Here’s a local write-up of Day 3 of our Asylum Law Project trip to El Paso.

“Help for immigrants: Minnesota law students lend hand”

By Darren Meritz / El Paso Times

Posted: 01/08/2009 12:00:00 AM MST


University of Minnesota law students Cortney Jones, left, and John Kevinge wrote appellate briefs for pending immigration cases at the Diocesan Migrant and Refrugee Services at 2400 E. Yandell Wednesday. Three groups of students will come to El Paso in a univeristy program that is in its 15th year. (Rudy Gutierrez/El Paso Times)

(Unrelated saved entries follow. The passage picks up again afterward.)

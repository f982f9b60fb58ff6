//! Composite keys
//!
//! A composite key is `\0{object_type}\0{attr1}\0{attr2}\0…`. Every key of a
//! table shares the `\0{object_type}\0` prefix, so a partial key followed by
//! U+10FFFF bounds a range scan over all keys extending it.

use quorate_common::{QuorateError, Result};

/// Separator between composite key parts
pub const MIN_UNICODE_RUNE: char = '\u{0}';

/// Upper bound for partial-key range scans
pub const MAX_UNICODE_RUNE: char = '\u{10FFFF}';

fn validate_part(part: &str) -> Result<()> {
    if part.contains(MIN_UNICODE_RUNE) || part.contains(MAX_UNICODE_RUNE) {
        return Err(QuorateError::invalid(format!(
            "key part {:?} contains a reserved character",
            part
        )));
    }
    Ok(())
}

pub fn create_composite_key(object_type: &str, attributes: &[&str]) -> Result<String> {
    if object_type.is_empty() {
        return Err(QuorateError::invalid("object type must not be empty"));
    }
    validate_part(object_type)?;

    let capacity = 2 + object_type.len() + attributes.iter().map(|a| a.len() + 1).sum::<usize>();
    let mut key = String::with_capacity(capacity);
    key.push(MIN_UNICODE_RUNE);
    key.push_str(object_type);
    key.push(MIN_UNICODE_RUNE);
    for attribute in attributes {
        validate_part(attribute)?;
        key.push_str(attribute);
        key.push(MIN_UNICODE_RUNE);
    }
    Ok(key)
}

/// Inverse of [`create_composite_key`]
pub fn split_composite_key(key: &str) -> Result<(String, Vec<String>)> {
    let body = key
        .strip_prefix(MIN_UNICODE_RUNE)
        .and_then(|rest| rest.strip_suffix(MIN_UNICODE_RUNE))
        .ok_or_else(|| QuorateError::invalid(format!("not a composite key: {:?}", key)))?;

    let mut parts = body.split(MIN_UNICODE_RUNE).map(str::to_string);
    let object_type = parts.next().unwrap_or_default();
    if object_type.is_empty() {
        return Err(QuorateError::invalid(format!("not a composite key: {:?}", key)));
    }
    Ok((object_type, parts.collect()))
}

/// `[start, end)` covering every key that extends the partial key
pub fn partial_key_range(object_type: &str, attributes: &[&str]) -> Result<(String, String)> {
    let start = create_composite_key(object_type, attributes)?;
    let mut end = start.clone();
    end.push(MAX_UNICODE_RUNE);
    Ok((start, end))
}

#[cfg(test)]
mod tests {
    use super::*;

    #[test]
    fn test_layout() {
        let key = create_composite_key("Approval", &["p1", "sa1"]).unwrap();
        assert_eq!(key, "\u{0}Approval\u{0}p1\u{0}sa1\u{0}");
    }

    #[test]
    fn test_split_roundtrip() {
        let key = create_composite_key("Approval", &["p1", "sa1"]).unwrap();
        let (object_type, attrs) = split_composite_key(&key).unwrap();
        assert_eq!(object_type, "Approval");
        assert_eq!(attrs, vec!["p1".to_string(), "sa1".to_string()]);

        let (object_type, attrs) = split_composite_key("\u{0}Proposal\u{0}").unwrap();
        assert_eq!(object_type, "Proposal");
        assert!(attrs.is_empty());

        assert!(split_composite_key("plain-key").is_err());
    }

    #[test]
    fn test_reserved_characters_rejected() {
        assert!(create_composite_key("Approval", &["p\u{0}1"]).is_err());
        assert!(create_composite_key("Approval", &["p\u{10FFFF}"]).is_err());
        assert!(create_composite_key("", &["p1"]).is_err());
    }

    #[test]
    fn test_partial_range_bounds_children_only() {
        let (start, end) = partial_key_range("Approval", &["p1"]).unwrap();
        let child = create_composite_key("Approval", &["p1", "sa9"]).unwrap();
        let sibling = create_composite_key("Approval", &["p10", "sa1"]).unwrap();

        assert!(child.as_str() >= start.as_str() && child.as_str() < end.as_str());
        assert!(!(sibling.as_str() >= start.as_str() && sibling.as_str() < end.as_str()));
    }
}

EL PASO — Immigrants escaping persecution and trying to find a better life in the United States are getting help in El Paso this week from out-of-state law students.

First-year University of Minnesota law students are spending time in El Paso to learn more about immigration law and to lend a hand to immigrant advocacy organizations such as Las Americas Immigrant Advocacy Center, the Diocesan Migrant and Refugee Services and Texas Rural Legal Aid.

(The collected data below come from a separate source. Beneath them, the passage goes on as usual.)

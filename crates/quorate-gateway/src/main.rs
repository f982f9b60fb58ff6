//! Quorate gateway binary

use anyhow::Result;
use quorate_gateway::{build_app, GatewayConfig};
use tracing::{info, info_span};
use tracing_subscriber::{fmt, layer::SubscriberExt, util::SubscriberInitExt, EnvFilter};

#[tokio::main]
async fn main() -> Result<()> {
    let config = GatewayConfig::load()?;

    let filter = EnvFilter::try_from_default_env().unwrap_or_else(|_| {
        EnvFilter::new("quorate_gateway=info,quorate_workflow=info,quorate_ledger=warn")
    });
    tracing_subscriber::registry()
        .with(filter)
        .with(config.json_logs.then(|| fmt::layer().json()))
        .with((!config.json_logs).then(|| fmt::layer()))
        .init();

    info!("Starting Quorate gateway v{}", quorate_common::VERSION);
    info!(
        approval_mode = ?config.workflow.approval_mode,
        default_quorum = config.workflow.default_quorum,
        page_size = config.workflow.page_size,
        "Workflow configured"
    );

    let root = info_span!("quorate");
    let app = build_app(&config, &root)?;

    let addr = config.bind_addr();
    info!("Listening on {}", addr);
    let listener = tokio::net::TcpListener::bind(&addr).await?;
    axum::serve(listener, app).await?;

    Ok(())
}
//! # Quorate Common
//!
//! Shared entities, errors, and signature primitives for the Quorate
//! multi-party approval workflow.
//!
//! ## Core Types
//!
//! - [`Proposal`]: an opaque payload put to a vote, with its quorum threshold
//! - [`Approval`]: one signed vote by one approver on one proposal
//! - [`Identity`]: a super-administrator (approver) or administrator record
//! - [`ProposalPatch`]/[`ApprovalPatch`]/[`IdentityPatch`]: typed partial updates
//!
//! ## Crypto
//!
//! - [`crypto::ecdsa`]: ECDSA P-256 / SHA-256 verification over base64 payloads
//!
//! ## Errors
//!
//! - [`QuorateError`]: the closed error taxonomy shared by every crate

pub mod crypto;
pub mod error;
pub mod types;

// Re-export commonly used types at crate root
pub use crypto::ecdsa::{verify_signature, ApproverKey, VerifyError};
pub use error::{Entity, ErrorKind, QuorateError, Result};
pub use types::{
    approval::{Approval, ApprovalPatch, ApprovalStatus, Vote},
    identity::{Identity, IdentityPatch, IdentityRole, IdentityStatus},
    proposal::{Proposal, ProposalPatch, ProposalStatus},
};

/// Quorate version
pub const VERSION: &str = env!("CARGO_PKG_VERSION");

/// Quorum threshold applied when a proposal is submitted without one
pub const DEFAULT_QUORUM_NUMBER: u32 = 3;

/// Default page size for bulk listings
pub const DEFAULT_PAGE_SIZE: usize = 20;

It’s the program’s 15th year.

About 11 students — the first of three groups coming to El Paso — are here this week participating in the University of Minnesota’s Asylum Law Project. The project is effort to give students an opportunity to work with immigrants and people seeking asylum who look for help from local immigrant advocacy groups.

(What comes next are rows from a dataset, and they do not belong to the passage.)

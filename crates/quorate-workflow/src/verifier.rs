//! Approval signature gate

use std::sync::Arc;

use quorate_common::{verify_signature, IdentityRole, Result, VerifyError};
use quorate_ledger::{IdentityRepository, TxContext};
use tracing::{debug, info_span, instrument, warn, Span};

/// Checks that an approval was signed by the approver it names
///
/// Only reads: the approver's public key is resolved from the identity
/// table and nothing is written.
pub struct SignatureVerifier {
    identities: Arc<dyn IdentityRepository>,
    span: Span,
}

impl SignatureVerifier {
    pub fn new(identities: Arc<dyn IdentityRepository>, parent: &Span) -> Self {
        Self {
            identities,
            span: info_span!(parent: parent, "signature_verifier"),
        }
    }

    #[instrument(parent = &self.span, skip_all, fields(approver_id = %approver_id))]
    pub async fn verify(
        &self,
        tx: &mut TxContext,
        approver_id: &str,
        signature_b64: &str,
        message_b64: &str,
    ) -> Result<()> {
        if approver_id.trim().is_empty() {
            return Err(VerifyError::InvalidInput("approver id is empty".into()).into());
        }

        let identity = self
            .identities
            .get(tx, IdentityRole::SuperAdmin, approver_id)
            .await?
            .ok_or_else(|| VerifyError::IdentityNotFound(approver_id.to_string()))?;

        match verify_signature(&identity.public_key, signature_b64, message_b64) {
            Ok(()) => {
                debug!("Signature verified");
                Ok(())
            }
            Err(err) => {
                warn!(reason = %err, "Signature rejected");
                Err(err.into())
            }
        }
    }
}

#[cfg(test)]
mod tests {
    use super::*;
    use quorate_common::{ApproverKey, ErrorKind, Identity};
    use quorate_ledger::{Ledger, LedgerIdentityRepository};

    async fn setup(key: &ApproverKey) -> (Ledger, SignatureVerifier) {
        let ledger = Ledger::in_memory();
        let repo = Arc::new(LedgerIdentityRepository);
        let mut tx = ledger.begin();
        repo.insert(
            &mut tx,
            IdentityRole::SuperAdmin,
            &Identity::active("sa1", key.public_key_pem().unwrap()),
        )
        .await
        .unwrap();
        tx.commit().await.unwrap();
        (ledger, SignatureVerifier::new(repo, &Span::none()))
    }

    #[tokio::test]
    async fn test_verify_registered_approver() {
        let key = ApproverKey::generate();
        let (ledger, verifier) = setup(&key).await;
        let signed = key.sign(b"proposal p1");

        let mut tx = ledger.begin();
        verifier
            .verify(&mut tx, "sa1", &signed.signature, &signed.message)
            .await
            .unwrap();
        assert_eq!(tx.pending_writes(), 0);
    }

    #[tokio::test]
    async fn test_failure_reasons() {
        let key = ApproverKey::generate();
        let (ledger, verifier) = setup(&key).await;
        let signed = key.sign(b"proposal p1");
        let forged = ApproverKey::generate().sign(b"proposal p1");
        let mut tx = ledger.begin();

        let err = verifier
            .verify(&mut tx, "", &signed.signature, &signed.message)
            .await
            .unwrap_err();
        assert_eq!(err.kind(), ErrorKind::InvalidInput);

        let err = verifier
            .verify(&mut tx, "sa-unknown", &signed.signature, &signed.message)
            .await
            .unwrap_err();
        assert_eq!(err.kind(), ErrorKind::NotFound);

        let err = verifier
            .verify(&mut tx, "sa1", &forged.signature, &forged.message)
            .await
            .unwrap_err();
        assert_eq!(err.kind(), ErrorKind::SignatureInvalid);

        let err = verifier
            .verify(&mut tx, "sa1", "!!", &signed.message)
            .await
            .unwrap_err();
        assert_eq!(err.kind(), ErrorKind::InvalidInput);
    }
}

“Just as a nation, we’re somewhat distanced with what’s going on in the world, especially when it comes to human-rights abuses,” said Raymundo Elí Rojas, executive director of Las Americas.

“I think with programs like this, if the students were not already aware of the plight of people persecuted in their home country, I hope by the end of the week they become aware of what’s going on.”

Students in the Asylum Law Project at Minnesota Law said that immigrants face a slew of obstacles before they can freely set foot in the United States.

“They’re in such a tough spot,” said Matthew Webster, a vice president with the Asylum Law Project. “They’re largely a voiceless population and don’t have a lot of the protections that we take for granted.”

Law student Ashley Engels said she spoke with a woman who had to wait 12 years before she could apply for legal residency.

Engels also worked on a case in which a juvenile had to wait 18 months in detention before he could apply.

“A lot of times, the people at detention centers get hopeless and say, ‘I just want to be sent back,’ ” she said.

“It’s crazy how long it takes,” Engels said. “A lot of them have really good cases, but I don’t think they realize.”